### EXERCISE BRIEF:
Go over the entries below line by line, copying each one that contains the word "impl".

### EXERCISE INPUT:
>>>
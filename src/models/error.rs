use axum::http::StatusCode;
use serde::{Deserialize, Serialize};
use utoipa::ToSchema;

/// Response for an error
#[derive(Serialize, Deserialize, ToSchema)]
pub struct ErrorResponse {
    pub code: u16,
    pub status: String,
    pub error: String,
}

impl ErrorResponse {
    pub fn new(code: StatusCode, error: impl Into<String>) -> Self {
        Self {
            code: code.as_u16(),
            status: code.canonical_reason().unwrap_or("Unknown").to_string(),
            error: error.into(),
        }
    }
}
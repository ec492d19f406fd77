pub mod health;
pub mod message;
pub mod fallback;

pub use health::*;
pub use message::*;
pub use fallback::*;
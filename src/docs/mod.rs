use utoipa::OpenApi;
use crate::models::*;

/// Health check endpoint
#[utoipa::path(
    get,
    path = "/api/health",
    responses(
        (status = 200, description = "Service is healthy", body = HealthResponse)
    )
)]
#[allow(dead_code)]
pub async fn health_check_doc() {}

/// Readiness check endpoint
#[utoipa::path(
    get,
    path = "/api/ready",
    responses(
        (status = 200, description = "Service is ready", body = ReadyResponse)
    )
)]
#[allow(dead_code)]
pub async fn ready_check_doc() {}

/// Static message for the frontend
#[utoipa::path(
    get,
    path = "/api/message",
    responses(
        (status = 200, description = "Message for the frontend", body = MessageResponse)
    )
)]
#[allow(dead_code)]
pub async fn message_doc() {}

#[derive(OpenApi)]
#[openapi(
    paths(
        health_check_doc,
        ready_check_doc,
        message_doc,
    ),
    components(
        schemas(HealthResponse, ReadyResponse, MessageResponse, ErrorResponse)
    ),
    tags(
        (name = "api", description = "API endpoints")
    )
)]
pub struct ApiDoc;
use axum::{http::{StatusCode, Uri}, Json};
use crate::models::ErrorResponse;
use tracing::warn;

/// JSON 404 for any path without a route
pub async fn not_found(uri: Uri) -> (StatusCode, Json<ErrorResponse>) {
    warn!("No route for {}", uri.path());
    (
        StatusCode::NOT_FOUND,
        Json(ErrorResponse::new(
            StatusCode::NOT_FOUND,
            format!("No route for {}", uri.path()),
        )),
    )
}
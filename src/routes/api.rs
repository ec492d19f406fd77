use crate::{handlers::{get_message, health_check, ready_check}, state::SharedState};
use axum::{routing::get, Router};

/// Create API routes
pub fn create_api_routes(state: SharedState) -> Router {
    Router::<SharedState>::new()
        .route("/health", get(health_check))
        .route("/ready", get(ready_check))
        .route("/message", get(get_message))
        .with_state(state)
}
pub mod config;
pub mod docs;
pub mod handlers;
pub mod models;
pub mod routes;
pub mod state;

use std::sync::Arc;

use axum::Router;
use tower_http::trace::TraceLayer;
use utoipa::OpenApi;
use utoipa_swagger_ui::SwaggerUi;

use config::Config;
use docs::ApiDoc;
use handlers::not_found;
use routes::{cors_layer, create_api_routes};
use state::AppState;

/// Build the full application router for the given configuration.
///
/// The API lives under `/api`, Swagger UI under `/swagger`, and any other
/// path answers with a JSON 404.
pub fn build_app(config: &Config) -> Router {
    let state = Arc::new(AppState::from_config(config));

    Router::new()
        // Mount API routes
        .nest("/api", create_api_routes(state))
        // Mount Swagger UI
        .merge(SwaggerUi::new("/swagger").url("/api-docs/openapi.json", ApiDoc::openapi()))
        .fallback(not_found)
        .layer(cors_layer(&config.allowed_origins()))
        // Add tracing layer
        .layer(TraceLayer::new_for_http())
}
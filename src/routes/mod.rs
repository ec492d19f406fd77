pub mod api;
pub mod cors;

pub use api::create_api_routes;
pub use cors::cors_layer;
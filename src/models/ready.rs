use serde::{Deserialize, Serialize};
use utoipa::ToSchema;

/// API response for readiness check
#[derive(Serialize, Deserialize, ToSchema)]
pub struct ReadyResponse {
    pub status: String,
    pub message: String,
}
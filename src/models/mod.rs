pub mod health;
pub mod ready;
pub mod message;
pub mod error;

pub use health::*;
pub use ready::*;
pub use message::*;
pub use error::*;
<<<
>>>
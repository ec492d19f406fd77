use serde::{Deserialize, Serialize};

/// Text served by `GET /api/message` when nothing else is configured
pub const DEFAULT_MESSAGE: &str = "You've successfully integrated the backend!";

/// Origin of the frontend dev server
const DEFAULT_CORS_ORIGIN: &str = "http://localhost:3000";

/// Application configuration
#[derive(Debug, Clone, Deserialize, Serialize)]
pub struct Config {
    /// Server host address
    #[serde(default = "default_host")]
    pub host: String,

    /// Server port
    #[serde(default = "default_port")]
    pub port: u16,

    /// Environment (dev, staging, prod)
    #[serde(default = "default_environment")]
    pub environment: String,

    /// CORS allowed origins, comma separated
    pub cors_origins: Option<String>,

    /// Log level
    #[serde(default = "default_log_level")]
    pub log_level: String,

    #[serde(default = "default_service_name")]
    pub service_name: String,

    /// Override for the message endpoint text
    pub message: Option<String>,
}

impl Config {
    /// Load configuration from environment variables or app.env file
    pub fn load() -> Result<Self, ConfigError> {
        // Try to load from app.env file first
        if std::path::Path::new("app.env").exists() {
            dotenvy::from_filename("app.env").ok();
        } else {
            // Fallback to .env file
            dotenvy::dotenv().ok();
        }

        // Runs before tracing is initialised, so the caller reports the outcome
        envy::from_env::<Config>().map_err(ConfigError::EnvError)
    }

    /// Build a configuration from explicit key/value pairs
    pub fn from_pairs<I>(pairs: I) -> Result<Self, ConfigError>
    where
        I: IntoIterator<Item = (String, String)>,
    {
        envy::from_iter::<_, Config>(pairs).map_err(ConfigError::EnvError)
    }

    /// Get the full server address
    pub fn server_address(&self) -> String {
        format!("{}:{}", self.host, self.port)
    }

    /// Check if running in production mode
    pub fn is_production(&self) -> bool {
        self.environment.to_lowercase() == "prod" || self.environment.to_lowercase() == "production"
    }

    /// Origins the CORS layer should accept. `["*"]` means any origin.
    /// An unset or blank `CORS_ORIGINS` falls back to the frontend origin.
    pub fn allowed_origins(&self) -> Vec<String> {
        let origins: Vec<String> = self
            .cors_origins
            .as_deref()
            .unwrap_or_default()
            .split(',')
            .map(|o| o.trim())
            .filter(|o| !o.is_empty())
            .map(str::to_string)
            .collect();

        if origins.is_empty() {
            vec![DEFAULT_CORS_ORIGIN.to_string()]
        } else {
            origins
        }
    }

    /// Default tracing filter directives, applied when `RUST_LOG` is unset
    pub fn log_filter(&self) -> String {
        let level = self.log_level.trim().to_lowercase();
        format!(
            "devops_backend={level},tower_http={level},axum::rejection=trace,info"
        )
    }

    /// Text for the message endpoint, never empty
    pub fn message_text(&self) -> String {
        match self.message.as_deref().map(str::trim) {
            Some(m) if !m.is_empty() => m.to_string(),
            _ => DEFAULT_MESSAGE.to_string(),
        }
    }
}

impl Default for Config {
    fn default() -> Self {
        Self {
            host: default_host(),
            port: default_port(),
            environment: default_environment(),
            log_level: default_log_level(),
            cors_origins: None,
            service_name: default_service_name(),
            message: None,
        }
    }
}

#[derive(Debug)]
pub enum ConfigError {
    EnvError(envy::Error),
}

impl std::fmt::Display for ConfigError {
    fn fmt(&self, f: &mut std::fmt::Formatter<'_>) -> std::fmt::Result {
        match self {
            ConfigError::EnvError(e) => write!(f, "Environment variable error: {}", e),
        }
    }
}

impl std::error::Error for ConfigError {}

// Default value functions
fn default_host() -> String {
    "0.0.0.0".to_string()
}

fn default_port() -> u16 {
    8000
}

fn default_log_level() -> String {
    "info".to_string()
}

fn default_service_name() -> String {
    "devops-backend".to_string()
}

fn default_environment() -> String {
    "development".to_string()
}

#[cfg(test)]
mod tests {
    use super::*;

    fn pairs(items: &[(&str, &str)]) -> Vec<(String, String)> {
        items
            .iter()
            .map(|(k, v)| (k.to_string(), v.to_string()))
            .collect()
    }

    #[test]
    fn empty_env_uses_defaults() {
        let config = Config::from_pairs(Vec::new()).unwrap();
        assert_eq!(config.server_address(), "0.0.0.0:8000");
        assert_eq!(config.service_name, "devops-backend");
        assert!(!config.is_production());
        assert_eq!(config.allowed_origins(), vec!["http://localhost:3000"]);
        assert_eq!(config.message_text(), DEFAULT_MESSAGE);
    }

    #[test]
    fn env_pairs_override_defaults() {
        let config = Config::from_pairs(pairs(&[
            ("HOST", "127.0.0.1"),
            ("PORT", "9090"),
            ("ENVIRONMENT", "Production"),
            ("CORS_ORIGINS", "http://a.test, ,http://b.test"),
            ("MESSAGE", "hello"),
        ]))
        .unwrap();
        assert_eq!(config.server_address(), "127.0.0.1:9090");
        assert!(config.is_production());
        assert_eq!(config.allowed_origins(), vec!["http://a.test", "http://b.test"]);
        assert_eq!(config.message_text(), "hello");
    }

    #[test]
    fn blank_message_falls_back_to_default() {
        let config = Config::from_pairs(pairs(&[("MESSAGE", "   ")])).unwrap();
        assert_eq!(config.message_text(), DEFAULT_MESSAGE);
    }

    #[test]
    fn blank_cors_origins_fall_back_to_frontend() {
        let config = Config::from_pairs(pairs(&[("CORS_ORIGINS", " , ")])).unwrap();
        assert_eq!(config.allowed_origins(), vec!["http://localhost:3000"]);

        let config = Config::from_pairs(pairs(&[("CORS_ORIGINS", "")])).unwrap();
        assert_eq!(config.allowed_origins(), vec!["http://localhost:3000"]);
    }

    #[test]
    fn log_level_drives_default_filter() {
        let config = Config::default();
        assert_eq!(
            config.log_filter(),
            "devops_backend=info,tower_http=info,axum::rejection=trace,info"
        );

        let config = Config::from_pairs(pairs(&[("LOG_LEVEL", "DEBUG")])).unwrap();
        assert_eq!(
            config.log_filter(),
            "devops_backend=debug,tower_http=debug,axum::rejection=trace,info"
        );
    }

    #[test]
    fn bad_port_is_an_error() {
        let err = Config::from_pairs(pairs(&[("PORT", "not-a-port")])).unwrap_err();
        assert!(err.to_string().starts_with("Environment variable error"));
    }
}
<<<
>>>
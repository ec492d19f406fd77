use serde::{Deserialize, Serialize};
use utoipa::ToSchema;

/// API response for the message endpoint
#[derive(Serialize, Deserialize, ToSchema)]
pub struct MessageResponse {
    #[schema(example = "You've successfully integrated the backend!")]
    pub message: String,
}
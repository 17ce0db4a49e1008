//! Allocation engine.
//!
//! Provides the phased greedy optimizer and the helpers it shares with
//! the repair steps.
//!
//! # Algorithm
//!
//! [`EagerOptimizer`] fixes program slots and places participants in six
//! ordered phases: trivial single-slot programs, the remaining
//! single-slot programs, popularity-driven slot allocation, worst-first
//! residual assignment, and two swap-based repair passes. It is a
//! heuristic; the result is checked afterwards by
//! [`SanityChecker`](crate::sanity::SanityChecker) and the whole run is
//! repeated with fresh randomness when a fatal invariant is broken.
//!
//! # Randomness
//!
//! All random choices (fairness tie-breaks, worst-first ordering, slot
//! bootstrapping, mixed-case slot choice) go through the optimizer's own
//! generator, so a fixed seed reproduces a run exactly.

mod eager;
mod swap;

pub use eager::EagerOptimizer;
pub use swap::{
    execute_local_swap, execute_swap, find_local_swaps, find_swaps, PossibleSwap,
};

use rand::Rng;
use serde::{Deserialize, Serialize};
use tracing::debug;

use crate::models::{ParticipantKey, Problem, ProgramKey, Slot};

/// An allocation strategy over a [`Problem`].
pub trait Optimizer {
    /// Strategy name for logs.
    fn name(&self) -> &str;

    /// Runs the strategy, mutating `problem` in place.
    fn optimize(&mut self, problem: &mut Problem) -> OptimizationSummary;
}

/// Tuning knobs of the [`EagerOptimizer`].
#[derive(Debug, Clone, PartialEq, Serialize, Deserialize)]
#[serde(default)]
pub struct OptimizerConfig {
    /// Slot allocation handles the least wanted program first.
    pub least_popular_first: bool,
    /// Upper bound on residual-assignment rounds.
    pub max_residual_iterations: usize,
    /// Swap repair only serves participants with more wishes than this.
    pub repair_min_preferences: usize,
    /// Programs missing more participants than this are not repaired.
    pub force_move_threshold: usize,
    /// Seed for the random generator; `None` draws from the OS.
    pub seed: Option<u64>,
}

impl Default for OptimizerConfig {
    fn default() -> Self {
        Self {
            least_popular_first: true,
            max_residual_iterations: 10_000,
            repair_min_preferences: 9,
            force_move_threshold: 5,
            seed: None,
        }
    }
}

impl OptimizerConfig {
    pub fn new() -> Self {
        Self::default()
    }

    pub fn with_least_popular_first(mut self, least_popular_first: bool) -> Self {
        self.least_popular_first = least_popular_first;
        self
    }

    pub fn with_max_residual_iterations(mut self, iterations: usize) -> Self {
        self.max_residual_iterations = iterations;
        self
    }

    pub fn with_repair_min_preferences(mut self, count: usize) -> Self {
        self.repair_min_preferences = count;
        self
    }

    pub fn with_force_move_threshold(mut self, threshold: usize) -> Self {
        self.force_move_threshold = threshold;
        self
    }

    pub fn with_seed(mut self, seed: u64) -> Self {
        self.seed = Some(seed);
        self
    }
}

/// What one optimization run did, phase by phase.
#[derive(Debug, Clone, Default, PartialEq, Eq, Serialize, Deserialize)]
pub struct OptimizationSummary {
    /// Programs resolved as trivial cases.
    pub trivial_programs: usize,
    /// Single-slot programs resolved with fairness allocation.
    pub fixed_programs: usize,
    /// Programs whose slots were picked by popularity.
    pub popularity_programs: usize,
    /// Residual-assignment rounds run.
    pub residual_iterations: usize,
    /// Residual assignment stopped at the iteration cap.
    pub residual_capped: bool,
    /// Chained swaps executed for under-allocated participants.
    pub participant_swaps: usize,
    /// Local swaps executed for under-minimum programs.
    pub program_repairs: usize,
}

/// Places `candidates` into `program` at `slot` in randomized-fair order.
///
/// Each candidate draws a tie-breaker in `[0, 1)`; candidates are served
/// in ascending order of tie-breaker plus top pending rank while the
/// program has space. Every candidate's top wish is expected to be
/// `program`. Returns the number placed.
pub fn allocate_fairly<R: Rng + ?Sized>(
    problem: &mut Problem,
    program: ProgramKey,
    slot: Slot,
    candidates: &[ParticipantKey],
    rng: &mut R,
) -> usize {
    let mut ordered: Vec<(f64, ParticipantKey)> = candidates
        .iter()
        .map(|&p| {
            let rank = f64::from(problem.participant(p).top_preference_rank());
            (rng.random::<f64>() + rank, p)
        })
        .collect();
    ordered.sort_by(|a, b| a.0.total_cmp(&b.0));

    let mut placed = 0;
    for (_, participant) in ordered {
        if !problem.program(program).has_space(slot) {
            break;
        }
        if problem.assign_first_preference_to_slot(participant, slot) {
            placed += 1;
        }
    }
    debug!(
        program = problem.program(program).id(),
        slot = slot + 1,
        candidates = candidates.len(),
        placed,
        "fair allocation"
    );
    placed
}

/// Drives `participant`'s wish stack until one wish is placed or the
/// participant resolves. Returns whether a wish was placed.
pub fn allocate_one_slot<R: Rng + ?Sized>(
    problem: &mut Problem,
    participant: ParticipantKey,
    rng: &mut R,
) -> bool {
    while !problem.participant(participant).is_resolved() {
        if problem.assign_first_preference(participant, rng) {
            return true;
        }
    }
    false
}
<<<
### EXPECTED ANSWER:
impl ErrorResponse {
    pub fn new(code: StatusCode, error: impl Into<String>) -> Self {
impl Config {
impl Default for Config {
impl std::fmt::Display for ConfigError {
impl std::error::Error for ConfigError {}
impl Default for OptimizerConfig {
impl OptimizerConfig {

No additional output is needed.